Every line of the records below should be restated exactly.
- - - - - - -
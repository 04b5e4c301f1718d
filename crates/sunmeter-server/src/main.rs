// Copyright (c) 2025 SOLARE S.R.O.
//
// This file is part of SunMeter.
//
// Licensed under the Creative Commons Attribution-NonCommercial-NoDerivatives 4.0 International
// (CC BY-NC-ND 4.0). You may use and share this file for non-commercial purposes only and you may not
// create derivatives. See <https://creativecommons.org/licenses/by-nc-nd/4.0/>.
//
// This software is provided "AS IS", without warranty of any kind.
//
// For commercial licensing, please contact: info@solare.cz

use std::sync::Arc;

use axum::Router;
use axum::routing::{get, post};
use tower_http::cors::CorsLayer;
use tracing::info;
use tracing_subscriber::EnvFilter;

use sunmeter_core::{Collector, CollectorSettings, SampleStore};
use sunmeter_server::api::{self, ApiState};
use sunmeter_server::config::ServerConfig;
use sunmeter_server::poller;
use sunmeter_solarman::{SolarmanClient, SolarmanCredentials};

#[tokio::main]
async fn main() -> anyhow::Result<()> {
    tracing_subscriber::fmt()
        .with_env_filter(
            EnvFilter::try_from_default_env()
                .unwrap_or_else(|_| EnvFilter::new("sunmeter_server=info,sunmeter_core=info")),
        )
        .init();

    let config_path = std::env::args()
        .nth(1)
        .unwrap_or_else(|| "sunmeter.toml".to_owned());
    info!(path = %config_path, "Loading configuration");
    let config = ServerConfig::from_file(&config_path)?;

    let store = Arc::new(SampleStore::open(&config.database.path)?);
    info!(path = %config.database.path, "Sample store opened");

    let source = SolarmanClient::new(
        &config.solarman.base_url,
        SolarmanCredentials {
            app_id: config.solarman.app_id.clone(),
            app_secret: config.solarman.app_secret.clone(),
            email: config.solarman.email.clone(),
            password_sha256: config.solarman.password_sha256.clone(),
        },
        config.solarman.station_id,
        &config.solarman.device_sn,
    )?;

    let collector = Arc::new(Collector::new(
        Arc::new(source),
        Arc::clone(&store),
        CollectorSettings {
            noise_floor_w: config.collector.noise_floor_w,
            cache_ttl_secs: config.collector.cache_ttl_secs,
        },
        config.collector.base_total_kwh,
    )?);

    poller::spawn_poller(Arc::clone(&collector), config.collector.poll_interval_secs);

    let state = ApiState {
        collector,
        admin_secret: Arc::from(config.admin.secret.as_str()),
        timezone: config.timezone(),
    };

    let app = Router::new()
        .route("/api/status", get(api::status_handler))
        .route("/api/energy/today", get(api::energy_today_handler))
        .route("/api/power/today", get(api::power_today_handler))
        .route("/api/admin/recalibrate", post(api::recalibrate_handler))
        .with_state(state)
        .layer(CorsLayer::permissive());

    let addr = format!("{}:{}", config.server.bind_address, config.server.port);
    let listener = tokio::net::TcpListener::bind(&addr).await?;
    info!("SunMeter Server listening on {addr}");
    axum::serve(listener, app).await?;

    Ok(())
}
// Copyright (c) 2025 SOLARE S.R.O.
//
// This file is part of SunMeter.
//
// Licensed under the Creative Commons Attribution-NonCommercial-NoDerivatives 4.0 International
// (CC BY-NC-ND 4.0). You may use and share this file for non-commercial purposes only and you may not
// create derivatives. See <https://creativecommons.org/licenses/by-nc-nd/4.0/>.
//
// This software is provided "AS IS", without warranty of any kind.
//
// For commercial licensing, please contact: info@solare.cz

use chrono::{DateTime, Utc};
use serde::{Deserialize, Serialize};

/// One register reported by the device cloud. The cloud sends most values
/// as strings, some as numbers; both are kept raw until resolution.
#[derive(Debug, Clone, Serialize, Deserialize)]
pub struct RawField {
    pub key: String,
    pub value: serde_json::Value,
}

/// Raw device readings for a single collection tick, in the order the
/// cloud reported them. Never persisted.
#[derive(Debug, Clone, Default, Serialize, Deserialize)]
pub struct RawSnapshot {
    #[serde(default)]
    pub fields: Vec<RawField>,
}

impl RawSnapshot {
    #[must_use]
    pub fn new(fields: Vec<RawField>) -> Self {
        Self { fields }
    }
}

/// Station-level summary from the provider. Everything besides the name
/// may be missing depending on the plant's metering generation.
#[derive(Debug, Clone, Default, Serialize, Deserialize)]
pub struct StationSummary {
    pub name: String,
    pub generation_power_w: Option<f64>,
    pub battery_soc: Option<f64>,
    pub total_energy_kwh: Option<f64>,
}

/// One persisted time-series row. Immutable once appended; the series is
/// cleared only by an administrative recalibration.
#[derive(Debug, Clone, PartialEq, Serialize, Deserialize)]
pub struct Sample {
    pub timestamp: DateTime<Utc>,
    pub power_w: f64,
    pub lifetime_kwh: f64,
}

/// Last successfully reconciled result, served to readers from the cache.
#[derive(Debug, Clone, PartialEq, Serialize, Deserialize)]
pub struct LiveStatus {
    pub station_name: String,
    pub power_w: f64,
    pub lifetime_kwh: f64,
    pub battery_soc: Option<f64>,
    pub collected_at: DateTime<Utc>,
}

impl LiveStatus {
    /// Zeroed placeholder used when no collection has ever succeeded.
    #[must_use]
    pub fn unavailable(now: DateTime<Utc>) -> Self {
        Self {
            station_name: String::new(),
            power_w: 0.0,
            lifetime_kwh: 0.0,
            battery_soc: None,
            collected_at: now,
        }
    }
}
- - - - - - -
> **RESPONSE BELOW**:
repository 04b5e4c301f1718d
filename crates/sunmeter-server/src/main.rs
// Copyright (c) 2025 SOLARE S.R.O.
//
// This file is part of SunMeter.
//
// Licensed under the Creative Commons Attribution-NonCommercial-NoDerivatives 4.0 International
// (CC BY-NC-ND 4.0). You may use and share this file for non-commercial purposes only and you may not
// create derivatives. See <https://creativecommons.org/licenses/by-nc-nd/4.0/>.
//
// This software is provided "AS IS", without warranty of any kind.
//
// For commercial licensing, please contact: info@solare.cz

use std::sync::Arc;

use axum::Router;
use axum::routing::{get, post};
use tower_http::cors::CorsLayer;
use tracing::info;
use tracing_subscriber::EnvFilter;

use sunmeter_core::{Collector, CollectorSettings, SampleStore};
use sunmeter_server::api::{self, ApiState};
use sunmeter_server::config::ServerConfig;
use sunmeter_server::poller;
use sunmeter_solarman::{SolarmanClient, SolarmanCredentials};

#[tokio::main]
async fn main() -> anyhow::Result<()> {
    tracing_subscriber::fmt()
        .with_env_filter(
            EnvFilter::try_from_default_env()
                .unwrap_or_else(|_| EnvFilter::new("sunmeter_server=info,sunmeter_core=info")),
        )
        .init();

    let config_path = std::env::args()
        .nth(1)
        .unwrap_or_else(|| "sunmeter.toml".to_owned());
    info!(path = %config_path, "Loading configuration");
    let config = ServerConfig::from_file(&config_path)?;

    let store = Arc::new(SampleStore::open(&config.database.path)?);
    info!(path = %config.database.path, "Sample store opened");

    let source = SolarmanClient::new(
        &config.solarman.base_url,
        SolarmanCredentials {
            app_id: config.solarman.app_id.clone(),
            app_secret: config.solarman.app_secret.clone(),
            email: config.solarman.email.clone(),
            password_sha256: config.solarman.password_sha256.clone(),
        },
        config.solarman.station_id,
        &config.solarman.device_sn,
    )?;

    let collector = Arc::new(Collector::new(
        Arc::new(source),
        Arc::clone(&store),
        CollectorSettings {
            noise_floor_w: config.collector.noise_floor_w,
            cache_ttl_secs: config.collector.cache_ttl_secs,
        },
        config.collector.base_total_kwh,
    )?);

    poller::spawn_poller(Arc::clone(&collector), config.collector.poll_interval_secs);

    let state = ApiState {
        collector,
        admin_secret: Arc::from(config.admin.secret.as_str()),
        timezone: config.timezone(),
    };

    let app = Router::new()
        .route("/api/status", get(api::status_handler))
        .route("/api/energy/today", get(api::energy_today_handler))
        .route("/api/power/today", get(api::power_today_handler))
        .route("/api/admin/recalibrate", post(api::recalibrate_handler))
        .with_state(state)
        .layer(CorsLayer::permissive());

    let addr = format!("{}:{}", config.server.bind_address, config.server.port);
    let listener = tokio::net::TcpListener::bind(&addr).await?;
    info!("SunMeter Server listening on {addr}");
    axum::serve(listener, app).await?;

    Ok(())
}
// Copyright (c) 2025 SOLARE S.R.O.
//
// This file is part of SunMeter.
//
// Licensed under the Creative Commons Attribution-NonCommercial-NoDerivatives 4.0 International
// (CC BY-NC-ND 4.0). You may use and share this file for non-commercial purposes only and you may not
// create derivatives. See <https://creativecommons.org/licenses/by-nc-nd/4.0/>.
//
// This software is provided "AS IS", without warranty of any kind.
//
// For commercial licensing, please contact: info@solare.cz

use chrono::{DateTime, Utc};
use serde::{Deserialize, Serialize};

/// One register reported by the device cloud. The cloud sends most values
/// as strings, some as numbers; both are kept raw until resolution.
#[derive(Debug, Clone, Serialize, Deserialize)]
pub struct RawField {
    pub key: String,
    pub value: serde_json::Value,
}

/// Raw device readings for a single collection tick, in the order the
/// cloud reported them. Never persisted.
#[derive(Debug, Clone, Default, Serialize, Deserialize)]
pub struct RawSnapshot {
    #[serde(default)]
    pub fields: Vec<RawField>,
}

impl RawSnapshot {
    #[must_use]
    pub fn new(fields: Vec<RawField>) -> Self {
        Self { fields }
    }
}

/// Station-level summary from the provider. Everything besides the name
/// may be missing depending on the plant's metering generation.
#[derive(Debug, Clone, Default, Serialize, Deserialize)]
pub struct StationSummary {
    pub name: String,
    pub generation_power_w: Option<f64>,
    pub battery_soc: Option<f64>,
    pub total_energy_kwh: Option<f64>,
}

/// One persisted time-series row. Immutable once appended; the series is
/// cleared only by an administrative recalibration.
#[derive(Debug, Clone, PartialEq, Serialize, Deserialize)]
pub struct Sample {
    pub timestamp: DateTime<Utc>,
    pub power_w: f64,
    pub lifetime_kwh: f64,
}

/// Last successfully reconciled result, served to readers from the cache.
#[derive(Debug, Clone, PartialEq, Serialize, Deserialize)]
pub struct LiveStatus {
    pub station_name: String,
    pub power_w: f64,
    pub lifetime_kwh: f64,
    pub battery_soc: Option<f64>,
    pub collected_at: DateTime<Utc>,
}

impl LiveStatus {
    /// Zeroed placeholder used when no collection has ever succeeded.
    #[must_use]
    pub fn unavailable(now: DateTime<Utc>) -> Self {
        Self {
            station_name: String::new(),
            power_w: 0.0,
            lifetime_kwh: 0.0,
            battery_soc: None,
            collected_at: now,
        }
    }
}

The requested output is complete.